• TASK DESCRIPTION
Could you reproduce, word for word, everything below from the line containing "start -a android.intent.action.VIEW" down to the line containing "pub fn normalize(input: &str)", with both of those lines included and no others?
· · · · ·
use std::path::PathBuf;

use clap::{Parser, Subcommand};

use crate::events::PilotEvent;

/// Turns spoken-style instructions into UI actions over a rooted shell.
#[derive(Parser, Debug)]
#[command(author, version, about, long_about = None, name = "rootpilot")]
pub struct Cli {
    /// Path to config.toml (default: next to the executable, then the working directory)
    #[arg(short, long, global = true)]
    pub config: Option<PathBuf>,

    #[command(subcommand)]
    pub command: Command,
}

#[derive(Subcommand, Debug)]
pub enum Command {
    /// Handle one instruction end to end
    Run {
        #[arg(required = true, num_args = 1..)]
        instruction: Vec<String>,
    },
    /// Resolve an instruction to a script without executing it
    Resolve {
        #[arg(required = true, num_args = 1..)]
        instruction: Vec<String>,
    },
    /// Read instructions from stdin, one per line, handling each concurrently
    Listen,
    /// Inspect or maintain the command cache
    Cache {
        #[command(subcommand)]
        action: CacheAction,
    },
}

#[derive(Subcommand, Debug, Clone, Copy, PartialEq, Eq)]
pub enum CacheAction {
    /// Entry count and total uses
    Stats,
    /// Drop rarely used entries older than the configured age
    Evict {
        /// Overrides cache.max_age_days
        #[arg(long)]
        max_age_days: Option<u32>,
        /// Overrides cache.min_uses
        #[arg(long)]
        min_uses: Option<u32>,
    },
    /// Remove every entry (reseeding defaults when configured)
    Clear,
}

pub fn join_instruction(words: &[String]) -> String {
    words.join(" ")
}

/// One terminal line per event.
pub fn render_event(event: &PilotEvent) -> String {
    match event {
        PilotEvent::SkillSelected { skill } => format!("[skill] {skill}"),
        PilotEvent::Resolved {
            source,
            elapsed_ms,
            rule,
        } => match rule {
            Some(rule) => format!("[resolved] {source} ({rule}) in {elapsed_ms} ms"),
            None => format!("[resolved] {source} in {elapsed_ms} ms"),
        },
        PilotEvent::Progress { message } => format!("  {message}"),
        PilotEvent::Warning { message } => format!("[warn] {message}"),
        PilotEvent::Retry { attempt, ceiling } => format!("[retry] {attempt}/{ceiling}"),
        PilotEvent::Completed { output } if output.trim().is_empty() => "[done]".to_string(),
        PilotEvent::Completed { output } => format!("[done] {}", output.trim_end()),
        PilotEvent::Failed { error } => format!("[failed] {error}"),
        PilotEvent::Log { message } => message.clone(),
    }
}

#[cfg(test)]
mod tests {
    use super::*;
    use crate::resolver::ResolutionSource;

    #[test]
    fn parses_subcommands() {
        let cli = Cli::try_parse_from(["rootpilot", "--config", "/tmp/c.toml", "run", "go", "back"]).unwrap();
        assert_eq!(cli.config, Some(PathBuf::from("/tmp/c.toml")));
        match cli.command {
            Command::Run { instruction } => assert_eq!(join_instruction(&instruction), "go back"),
            other => panic!("unexpected {other:?}"),
        }

        let cli = Cli::try_parse_from(["rootpilot", "cache", "evict", "--min-uses", "3"]).unwrap();
        assert!(matches!(
            cli.command,
            Command::Cache {
                action: CacheAction::Evict {
                    max_age_days: None,
                    min_uses: Some(3)
                }
            }
        ));
        assert!(Cli::try_parse_from(["rootpilot", "run"]).is_err());
    }

    #[test]
    fn renders_events() {
        let line = render_event(&PilotEvent::Resolved {
            source: ResolutionSource::Pattern,
            elapsed_ms: 4,
            rule: Some("navigation".into()),
        });
        assert_eq!(line, "[resolved] pattern (navigation) in 4 ms");
        assert_eq!(render_event(&PilotEvent::Completed { output: "\n".into() }), "[done]");
    }
}
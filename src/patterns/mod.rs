//! Deterministic instruction grammar resolved against on-screen elements.
//!
//! Rules are tried in a fixed order and the first one that produces a script
//! wins. A rule that cannot find every element it needs does not match.
use std::sync::OnceLock;

use regex::Regex;

use crate::cache::normalize;
use crate::perception::elements::{find_by_text, find_input_field, find_search_element, find_send_button};
use crate::perception::types::{AppContext, UIElement};
use crate::script::{
    ActionScript, Step, KEYCODE_BACK, KEYCODE_ENTER, KEYCODE_HOME,
};

const SHORT_PAUSE_MS: u64 = 500;
const LOAD_PAUSE_MS: u64 = 1000;

#[derive(Debug, Clone, PartialEq, Eq)]
pub enum MatchResult {
    Matched { rule: &'static str, script: ActionScript },
    NoMatch,
}

impl MatchResult {
    pub fn is_matched(&self) -> bool {
        matches!(self, MatchResult::Matched { .. })
    }

    pub fn into_script(self) -> Option<(&'static str, ActionScript)> {
        match self {
            MatchResult::Matched { rule, script } => Some((rule, script)),
            MatchResult::NoMatch => None,
        }
    }
}

type Rule = fn(&str, &[UIElement]) -> Option<ActionScript>;

const RULES: [(&str, Rule); 7] = [
    ("type_and_send", type_and_send),
    ("send_message", send_message),
    ("click", click),
    ("search", search),
    ("navigation", navigation),
    ("open_in_app", open_in_app),
    ("type_only", type_only),
];

pub fn rule_names() -> impl Iterator<Item = &'static str> {
    RULES.iter().map(|(name, _)| *name)
}

/// Runs the rule chain over the normalized instruction.
pub fn try_match(instruction: &str, elements: &[UIElement], ctx: Option<&AppContext>) -> MatchResult {
    let normalized = normalize(instruction);
    if normalized.is_empty() {
        return MatchResult::NoMatch;
    }

    for (rule, apply) in RULES {
        if let Some(script) = apply(&normalized, elements) {
            tracing::debug!(
                rule,
                instruction = %normalized,
                app = ctx.map(|c| c.app_name.as_str()).unwrap_or("unknown"),
                steps = script.len(),
                "pattern matched"
            );
            return MatchResult::Matched { rule, script };
        }
    }
    MatchResult::NoMatch
}

macro_rules! static_regex {
    ($name:ident, $pattern:expr) => {
        fn $name() -> &'static Regex {
            static RE: OnceLock<Regex> = OnceLock::new();
            RE.get_or_init(|| Regex::new($pattern).expect("pattern regex must compile"))
        }
    };
}

static_regex!(type_and_send_re, r"\btype\s+(.+?)\s+and\s+(?:click\s+)?send\b");
static_regex!(send_message_re, r"\b(?:send message|message|send)\s+(.+)");
static_regex!(click_re, r"\b(?:click|tap|press)\s+(.+)");
static_regex!(search_re, r"\bsearch\s+(?:for\s+)?(.+)");
static_regex!(back_re, r"\b(?:go back|press back|back button)\b");
static_regex!(home_re, r"\b(?:go home|home button|press home)\b");
static_regex!(enter_re, r"\b(?:press enter|hit enter)\b");
static_regex!(open_re, r"\bopen\s+(.+)");
static_regex!(type_re, r"\btype\s+(.+)");

fn capture<'a>(re: &Regex, input: &'a str) -> Option<&'a str> {
    re.captures(input)
        .and_then(|c| c.get(1))
        .map(|m| m.as_str().trim())
        .filter(|s| !s.is_empty())
}

fn compose_and_send(text: &str, elements: &[UIElement]) -> Option<ActionScript> {
    let input = find_input_field(elements)?;
    let send = find_send_button(elements)?;
    Some(ActionScript::new(vec![
        Step::tap(input.center_x, input.center_y),
        Step::wait_ms(SHORT_PAUSE_MS),
        Step::type_text(text),
        Step::wait_ms(SHORT_PAUSE_MS),
        Step::tap(send.center_x, send.center_y),
    ]))
}

fn type_and_send(input: &str, elements: &[UIElement]) -> Option<ActionScript> {
    let text = capture(type_and_send_re(), input)?;
    compose_and_send(text, elements)
}

fn send_message(input: &str, elements: &[UIElement]) -> Option<ActionScript> {
    let text = capture(send_message_re(), input)?;
    compose_and_send(text, elements)
}

fn click(input: &str, elements: &[UIElement]) -> Option<ActionScript> {
    let name = capture(click_re(), input)?;
    let el = find_by_text(elements, name)?;
    Some(ActionScript::new(vec![Step::tap(el.center_x, el.center_y)]))
}

fn search(input: &str, elements: &[UIElement]) -> Option<ActionScript> {
    let query = capture(search_re(), input)?;
    let el = find_search_element(elements)?;
    Some(ActionScript::new(vec![
        Step::tap(el.center_x, el.center_y),
        Step::wait_ms(LOAD_PAUSE_MS),
        Step::type_text(query),
        Step::wait_ms(SHORT_PAUSE_MS),
        Step::key(KEYCODE_ENTER),
    ]))
}

fn navigation(input: &str, _elements: &[UIElement]) -> Option<ActionScript> {
    let code = if back_re().is_match(input) {
        KEYCODE_BACK
    } else if home_re().is_match(input) {
        KEYCODE_HOME
    } else if enter_re().is_match(input) {
        KEYCODE_ENTER
    } else {
        return None;
    };
    Some(ActionScript::new(vec![Step::key(code)]))
}

fn open_in_app(input: &str, elements: &[UIElement]) -> Option<ActionScript> {
    let target = capture(open_re(), input)?;
    let el = find_by_text(elements, target)?;
    Some(ActionScript::new(vec![Step::tap(el.center_x, el.center_y)]))
}

fn type_only(input: &str, elements: &[UIElement]) -> Option<ActionScript> {
    let text = capture(type_re(), input)?;
    let field = find_input_field(elements)?;
    Some(ActionScript::new(vec![
        Step::tap(field.center_x, field.center_y),
        Step::wait_ms(SHORT_PAUSE_MS),
        Step::type_text(text),
    ]))
}

#[cfg(test)]
mod tests {
    use super::*;
    use proptest::prelude::*;

    fn el(id: &str, text: &str, desc: &str, x: i32, y: i32) -> UIElement {
        UIElement {
            resource_id: id.into(),
            class_name: "android.widget.TextView".into(),
            text: text.into(),
            content_desc: desc.into(),
            clickable: true,
            center_x: x,
            center_y: y,
        }
    }

    fn chat_screen() -> Vec<UIElement> {
        vec![
            el("com.whatsapp:id/entry", "", "", 400, 2800),
            el("com.whatsapp:id/send", "", "Send", 1350, 2800),
            el("com.whatsapp:id/back", "", "Navigate up", 60, 150),
            el("", "Video call", "", 1200, 150),
        ]
    }

    fn matched(result: MatchResult) -> (&'static str, Vec<Step>) {
        let (rule, script) = result.into_script().expect("expected a match");
        (rule, script.steps().to_vec())
    }

    #[test]
    fn search_pizza_is_five_steps() {
        let elements = vec![el("com.example:id/search_bar", "", "", 540, 200)];
        let (rule, steps) = matched(try_match("search pizza", &elements, None));
        assert_eq!(rule, "search");
        assert_eq!(
            steps,
            vec![
                Step::tap(540, 200),
                Step::wait_ms(1000),
                Step::type_text("pizza"),
                Step::wait_ms(500),
                Step::key(KEYCODE_ENTER),
            ]
        );
    }

    #[test]
    fn go_back_needs_no_elements() {
        let (rule, steps) = matched(try_match("Go back", &[], None));
        assert_eq!(rule, "navigation");
        assert_eq!(steps, vec![Step::key(KEYCODE_BACK)]);
        let (_, steps) = matched(try_match("hit enter please", &[], None));
        assert_eq!(steps, vec![Step::key(KEYCODE_ENTER)]);
    }

    #[test]
    fn type_and_send_encodes_spaces() {
        let (rule, steps) = matched(try_match("type see you soon and send", &chat_screen(), None));
        assert_eq!(rule, "type_and_send");
        assert_eq!(steps[0], Step::tap(400, 2800));
        assert_eq!(steps[2], Step::TypeText { text: "see%syou%ssoon".into() });
        assert_eq!(steps[4], Step::tap(1350, 2800));
    }

    #[test]
    fn send_message_without_send_button_falls_through() {
        let elements = vec![el("com.whatsapp:id/entry", "", "", 400, 2800)];
        assert_eq!(try_match("send message hello", &elements, None), MatchResult::NoMatch);
        let (rule, _) = matched(try_match("message hello", &chat_screen(), None));
        assert_eq!(rule, "send_message");
    }

    #[test]
    fn click_resolves_by_label_then_navigation_takes_over() {
        let (rule, steps) = matched(try_match("tap video call", &chat_screen(), None));
        assert_eq!(rule, "click");
        assert_eq!(steps, vec![Step::tap(1200, 150)]);

        let (rule, steps) = matched(try_match("press back", &[], None));
        assert_eq!(rule, "navigation");
        assert_eq!(steps, vec![Step::key(KEYCODE_BACK)]);
    }

    #[test]
    fn open_in_app_taps_visible_entry() {
        let elements = vec![el("", "Settings", "", 100, 900)];
        let (rule, steps) = matched(try_match("open settings", &elements, None));
        assert_eq!(rule, "open_in_app");
        assert_eq!(steps, vec![Step::tap(100, 900)]);
        assert!(!try_match("open settings", &[], None).is_matched());
    }

    #[test]
    fn type_only_has_no_confirm() {
        let elements = vec![UIElement {
            class_name: "android.widget.EditText".into(),
            clickable: true,
            center_x: 10,
            center_y: 20,
            ..Default::default()
        }];
        let (rule, steps) = matched(try_match("type hello world", &elements, None));
        assert_eq!(rule, "type_only");
        assert_eq!(steps.len(), 3);
        assert_eq!(steps[2], Step::type_text("hello world"));
    }

    #[test]
    fn unmatched_instruction() {
        assert_eq!(try_match("what is the weather", &chat_screen(), None), MatchResult::NoMatch);
        assert_eq!(try_match("!!!", &chat_screen(), None), MatchResult::NoMatch);
    }

    fn arb_element() -> impl Strategy<Value = UIElement> {
        (
            prop::sample::select(vec!["", "id/search", "id/send", "id/entry", "id/title"]),
            "[a-z ]{0,12}",
            0i32..1440,
            0i32..3000,
        )
            .prop_map(|(id, text, x, y)| el(id, &text, "", x, y))
    }

    proptest! {
        #[test]
        fn taps_only_target_supplied_elements(
            instruction in prop::sample::select(vec![
                "search pizza", "tap home", "click send", "type hi and send",
                "message hello there", "open chats", "type abc", "go home",
            ]),
            elements in prop::collection::vec(arb_element(), 0..8),
        ) {
            if let MatchResult::Matched { script, .. } = try_match(instruction, &elements, None) {
                for step in script.steps() {
                    if let Step::Tap { x, y } = step {
                        prop_assert!(elements.iter().any(|e| e.center() == (*x, *y)));
                    }
                }
            }
        }
    }
}
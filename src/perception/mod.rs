pub mod context;
pub mod elements;
pub mod traits;
pub mod types;

pub use context::ContextDetector;
pub use elements::ElementExtractor;
use std::sync::Arc;
use std::time::Instant;

use crate::contacts::ContactDirectory;
use crate::errors::PilotResult;
use crate::executor::safety::{validate_generated, ScriptProfile};
use crate::generation::prompt::{build_launch_prompt, build_ui_prompt};
use crate::llm::types::ChatMessage;
use crate::llm::{ProviderRegistry, Role};
use crate::perception::types::{AppContext, UIElement};
use crate::script::ActionScript;

/// Single-shot language-model fallback with strict response validation.
pub struct GenerativeClient {
    registry: Arc<ProviderRegistry>,
    contacts: Option<Arc<ContactDirectory>>,
}

impl GenerativeClient {
    pub fn new(registry: Arc<ProviderRegistry>) -> Self {
        Self {
            registry,
            contacts: None,
        }
    }

    pub fn with_contacts(mut self, contacts: Arc<ContactDirectory>) -> Self {
        self.contacts = Some(contacts);
        self
    }

    /// One model call, no retries. A known context selects the on-screen variant,
    /// otherwise the app-launch variant.
    pub async fn generate(
        &self,
        instruction: &str,
        ctx: Option<&AppContext>,
        elements: &[UIElement],
    ) -> PilotResult<ActionScript> {
        let (role, profile, prompt) = match ctx {
            Some(_) => (Role::Automation, ScriptProfile::Ui, build_ui_prompt(instruction, ctx, elements)),
            None => (Role::Launch, ScriptProfile::Launch, build_launch_prompt(instruction)),
        };

        let (provider, cfg) = self.registry.call_config_for_role(role)?;
        let started = Instant::now();
        let response = provider.chat(vec![ChatMessage::user(prompt)], &cfg).await?;
        tracing::info!(
            role = %role,
            provider = provider.name(),
            elapsed_ms = started.elapsed().as_millis() as u64,
            "generation response received"
        );
        tracing::debug!(raw = %response.content, "raw generation");

        let script = validate_generated(&response.content, profile)?;
        let script = match (profile, &self.contacts) {
            (ScriptProfile::Launch, Some(contacts)) => contacts.substitute_names(&script),
            _ => script,
        };
        Ok(script)
    }
}

#[cfg(test)]
mod tests {
    use super::*;
    use crate::errors::PilotError;
    use crate::testing::{fake_registry, FakeProvider, FixedContacts};

    fn maps() -> AppContext {
        AppContext {
            package: "com.google.android.apps.maps".into(),
            screen: "com.google.android.maps.MapsActivity".into(),
            app_name: "Google Maps".into(),
            screen_description: "Map View".into(),
        }
    }

    #[tokio::test]
    async fn context_selects_ui_prompt() {
        let provider = Arc::new(FakeProvider::replying("input tap 540 200\nsleep 1"));
        let client = GenerativeClient::new(fake_registry(provider.clone()));
        let script = client.generate("tap search", Some(&maps()), &[]).await.unwrap();
        assert_eq!(script.len(), 2);
        let prompts = provider.prompts();
        assert_eq!(prompts.len(), 1);
        assert!(prompts[0].contains("Current App: Google Maps"));
    }

    #[tokio::test]
    async fn rejects_dangerous_response_without_partial_result() {
        let provider = Arc::new(FakeProvider::replying("input keyevent 4\nrm -rf /"));
        let client = GenerativeClient::new(fake_registry(provider));
        let err = client.generate("clean up", None, &[]).await.unwrap_err();
        assert!(matches!(err, PilotError::GenerationRejected(_)));
    }

    #[tokio::test]
    async fn ui_variant_refuses_launch_lines() {
        let provider = Arc::new(FakeProvider::replying("am start -n com.whatsapp/.HomeActivity"));
        let client = GenerativeClient::new(fake_registry(provider));
        assert!(client.generate("open chats", Some(&maps()), &[]).await.is_err());
    }

    #[tokio::test]
    async fn launch_scripts_get_contact_numbers() {
        let provider = Arc::new(FakeProvider::replying(
            "am start -a android.intent.action.VIEW -d 'https://api.whatsapp.com/send?phone=mom&text=hi'",
        ));
        let contacts = ContactDirectory::load(Arc::new(FixedContacts(vec![(
            "Mom".into(),
            "+1 555 123 4567".into(),
        )])))
        .await;
        let client = GenerativeClient::new(fake_registry(provider)).with_contacts(Arc::new(contacts));
        let script = client.generate("message mom hi", None, &[]).await.unwrap();
        assert!(script.to_string().contains("phone=15551234567&text=hi"));
    }

    #[tokio::test]
    async fn provider_errors_pass_through() {
        let provider = Arc::new(FakeProvider::failing("503 upstream"));
        let client = GenerativeClient::new(fake_registry(provider));
        assert!(matches!(
            client.generate("x", None, &[]).await,
            Err(PilotError::LlmProvider(_))
        ));
    }
}
/// Canonical form used for every cache key: lowercase ASCII letters, digits and
/// single spaces.
pub fn normalize(input: &str) -> String {
    let lowered = input.to_lowercase();
    let kept: String = lowered
        .chars()
        .filter(|c| c.is_ascii_lowercase() || c.is_ascii_digit() || c.is_whitespace())
        .collect();
    kept.split_whitespace().collect::<Vec<_>>().join(" ")
}

/// Conservative word-overlap equivalence between two normalized instructions.
///
/// Word counts may differ by at most one and neither may exceed twice the other;
/// at least 80% of the shorter key's words must appear verbatim in the longer one.
pub fn fuzzy_equivalent(a: &str, b: &str) -> bool {
    let a_words: Vec<&str> = a.split_whitespace().collect();
    let b_words: Vec<&str> = b.split_whitespace().collect();
    if a_words.is_empty() || b_words.is_empty() {
        return false;
    }

    let (short, long) = if a_words.len() <= b_words.len() {
        (&a_words, &b_words)
    } else {
        (&b_words, &a_words)
    };
    if long.len() - short.len() > 1 || long.len() > short.len() * 2 {
        return false;
    }

    let shared = short.iter().filter(|w| long.contains(w)).count();
    shared as f64 / short.len() as f64 >= 0.8
}
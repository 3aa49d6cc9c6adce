//! The external shell facility: a privileged, newline-driven command session.
pub mod process;

use async_trait::async_trait;

use crate::errors::PilotResult;

pub use process::ProcessShell;

/// Combined stdout and exit status of a finished session.
#[derive(Debug, Clone, Default, PartialEq, Eq)]
pub struct ShellOutput {
    pub stdout: String,
    pub exit_code: i32,
}

impl ShellOutput {
    pub fn success(&self) -> bool {
        self.exit_code == 0
    }
}

/// One live shell process. Dropping a session before `close` must destroy it.
#[async_trait]
pub trait ShellSession: Send {
    async fn send_line(&mut self, line: &str) -> PilotResult<()>;

    /// Ends the session and collects everything it printed.
    async fn close(self: Box<Self>) -> PilotResult<ShellOutput>;
}

#[async_trait]
pub trait Shell: Send + Sync {
    async fn open(&self) -> PilotResult<Box<dyn ShellSession>>;

    /// Runs a single command line or newline-delimited sequence in a fresh session.
    async fn run(&self, command: &str) -> PilotResult<ShellOutput> {
        let mut session = self.open().await?;
        for line in command.lines().map(str::trim).filter(|l| !l.is_empty()) {
            session.send_line(line).await?;
        }
        session.close().await
    }
}
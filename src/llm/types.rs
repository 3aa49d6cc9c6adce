use serde::{Deserialize, Serialize};

#[derive(Debug, Clone, PartialEq, Serialize, Deserialize)]
pub struct ChatMessage {
    pub role: String,
    pub content: String,
}

impl ChatMessage {
    pub fn system(content: impl Into<String>) -> Self {
        Self {
            role: "system".into(),
            content: content.into(),
        }
    }

    pub fn user(content: impl Into<String>) -> Self {
        Self {
            role: "user".into(),
            content: content.into(),
        }
    }
}

/// Per-call model settings resolved from a role.
#[derive(Debug, Clone, PartialEq)]
pub struct CallConfig {
    pub model: String,
    pub stream: bool,
    pub temperature: f64,
}

/// Full completion accumulated from either a streamed or a plain JSON response.
#[derive(Debug, Clone, Default, PartialEq)]
pub struct LlmResponse {
    pub content: String,
    pub reasoning: String,
}

#[derive(Debug, Clone, PartialEq, Serialize, Deserialize)]
pub struct StreamChunk {
    pub kind: StreamChunkKind,
    pub content: String,
}

#[derive(Debug, Clone, Copy, PartialEq, Eq, Serialize, Deserialize)]
#[serde(rename_all = "snake_case")]
pub enum StreamChunkKind {
    Reasoning,
    Content,
    Done,
}
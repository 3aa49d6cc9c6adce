//! Instruction handlers consulted in priority order before anything else runs.
pub mod assistant;
pub mod messaging;
pub mod registry;
pub mod system;
pub mod types;

pub use registry::{builtin_skills, SkillRegistry};
pub use types::{Dispatch, Handler, SkillContext, SkillKind, SkillRecord};

pub(crate) fn contains_any(haystack: &str, needles: &[&str]) -> bool {
    needles.iter().any(|n| haystack.contains(n))
}

/// Punctuation is gone after normalization, so `www.google.com` arrives as words.
const WEB_WORDS: &[&str] = &["http", "https", "www"];
const TOP_LEVEL_DOMAINS: &[&str] = &["com", "org", "net", "io", "in", "co"];

/// True for a normalized instruction that names a web address rather than an app.
pub(crate) fn names_a_website(instruction: &str) -> bool {
    let words: Vec<&str> = instruction.split_whitespace().collect();
    words.iter().any(|w| WEB_WORDS.contains(w))
        || (words.len() > 2 && words.last().is_some_and(|w| TOP_LEVEL_DOMAINS.contains(w)))
}
use std::path::{Path, PathBuf};
use std::sync::Mutex;

use crate::cache::CacheEntry;
use crate::errors::{PilotError, PilotResult};

/// Whole-map persistence substrate for the command cache.
pub trait CacheStorage: Send + Sync {
    fn load(&self) -> PilotResult<Vec<CacheEntry>>;
    fn save(&self, entries: &[CacheEntry]) -> PilotResult<()>;
}

/// Pretty-printed JSON array in a single file, replaced atomically on save.
#[derive(Debug, Clone)]
pub struct JsonFileStorage {
    path: PathBuf,
}

impl JsonFileStorage {
    pub fn new(path: impl Into<PathBuf>) -> Self {
        Self { path: path.into() }
    }

    pub fn path(&self) -> &Path {
        &self.path
    }
}

impl CacheStorage for JsonFileStorage {
    fn load(&self) -> PilotResult<Vec<CacheEntry>> {
        if !self.path.exists() {
            return Ok(Vec::new());
        }
        let raw = std::fs::read_to_string(&self.path).map_err(|e| {
            PilotError::CacheUnavailable(format!("read {}: {e}", self.path.display()))
        })?;
        if raw.trim().is_empty() {
            return Ok(Vec::new());
        }
        serde_json::from_str(&raw).map_err(|e| {
            PilotError::CacheUnavailable(format!("parse {}: {e}", self.path.display()))
        })
    }

    fn save(&self, entries: &[CacheEntry]) -> PilotResult<()> {
        let unavailable =
            |e: std::io::Error| PilotError::CacheUnavailable(format!("write {}: {e}", self.path.display()));

        if let Some(parent) = self.path.parent() {
            std::fs::create_dir_all(parent).map_err(unavailable)?;
        }
        let json = serde_json::to_string_pretty(entries)?;
        let tmp = self.path.with_extension("json.tmp");
        std::fs::write(&tmp, json).map_err(unavailable)?;
        std::fs::rename(&tmp, &self.path).map_err(unavailable)?;
        Ok(())
    }
}

/// Volatile storage; also what the cache degrades to when the file is unusable.
#[derive(Debug, Default)]
pub struct MemoryStorage {
    entries: Mutex<Vec<CacheEntry>>,
}

impl CacheStorage for MemoryStorage {
    fn load(&self) -> PilotResult<Vec<CacheEntry>> {
        let entries = self.entries.lock().unwrap_or_else(|p| p.into_inner());
        Ok(entries.clone())
    }

    fn save(&self, entries: &[CacheEntry]) -> PilotResult<()> {
        let mut stored = self.entries.lock().unwrap_or_else(|p| p.into_inner());
        *stored = entries.to_vec();
        Ok(())
    }
}
//! Script validation and step-by-step execution over the privileged shell.
pub mod engine;
pub mod safety;

pub use engine::ExecutionEngine;
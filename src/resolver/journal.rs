use std::io::Write;
use std::path::{Path, PathBuf};
use std::sync::Mutex;

use serde::{Deserialize, Serialize};

use crate::errors::PilotResult;
use crate::resolver::state::ResolutionSource;

#[derive(Debug, Clone, PartialEq, Serialize, Deserialize)]
pub struct JournalEntry {
    pub ts: i64,
    pub session_id: String,
    pub instruction: String,
    pub source: Option<ResolutionSource>,
    pub elapsed_ms: u64,
    pub script: Option<String>,
    pub error: Option<String>,
}

/// Append-only JSONL log of resolutions for one process run.
pub struct Journal {
    pub session_id: String,
    file_path: PathBuf,
    write_lock: Mutex<()>,
}

impl Journal {
    pub fn new(dir: &Path) -> PilotResult<Self> {
        std::fs::create_dir_all(dir)?;
        let session_id = uuid::Uuid::new_v4().to_string();
        let file_path = dir.join(format!("session_{session_id}.jsonl"));
        Ok(Self {
            session_id,
            file_path,
            write_lock: Mutex::new(()),
        })
    }

    /// `<data_local_dir>/rootpilot/sessions`.
    pub fn in_data_dir() -> PilotResult<Self> {
        Self::new(&crate::config::data_dir().join("sessions"))
    }

    pub fn path(&self) -> &Path {
        &self.file_path
    }

    pub fn record(
        &self,
        instruction: &str,
        source: Option<ResolutionSource>,
        elapsed_ms: u64,
        script: Option<String>,
        error: Option<String>,
    ) -> PilotResult<()> {
        let entry = JournalEntry {
            ts: chrono::Utc::now().timestamp_millis(),
            session_id: self.session_id.clone(),
            instruction: instruction.to_string(),
            source,
            elapsed_ms,
            script,
            error,
        };
        let line = serde_json::to_string(&entry)?;

        let _guard = self.write_lock.lock().unwrap_or_else(|p| p.into_inner());
        let mut file = std::fs::OpenOptions::new()
            .create(true)
            .append(true)
            .open(&self.file_path)?;
        writeln!(file, "{}", line)?;
        tracing::debug!(path = %self.file_path.display(), "journal entry flushed");
        Ok(())
    }
}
· · · · ·
• RESULT FOR THIS TASK
            "am start -a android.intent.action.VIEW -d 'https://api.whatsapp.com/send?phone=mom&text=hi'",
        ));
        let contacts = ContactDirectory::load(Arc::new(FixedContacts(vec![(
            "Mom".into(),
            "+1 555 123 4567".into(),
        )])))
        .await;
        let client = GenerativeClient::new(fake_registry(provider)).with_contacts(Arc::new(contacts));
        let script = client.generate("message mom hi", None, &[]).await.unwrap();
        assert!(script.to_string().contains("phone=15551234567&text=hi"));
    }

    #[tokio::test]
    async fn provider_errors_pass_through() {
        let provider = Arc::new(FakeProvider::failing("503 upstream"));
        let client = GenerativeClient::new(fake_registry(provider));
        assert!(matches!(
            client.generate("x", None, &[]).await,
            Err(PilotError::LlmProvider(_))
        ));
    }
}
/// Canonical form used for every cache key: lowercase ASCII letters, digits and
/// single spaces.
pub fn normalize(input: &str) -> String {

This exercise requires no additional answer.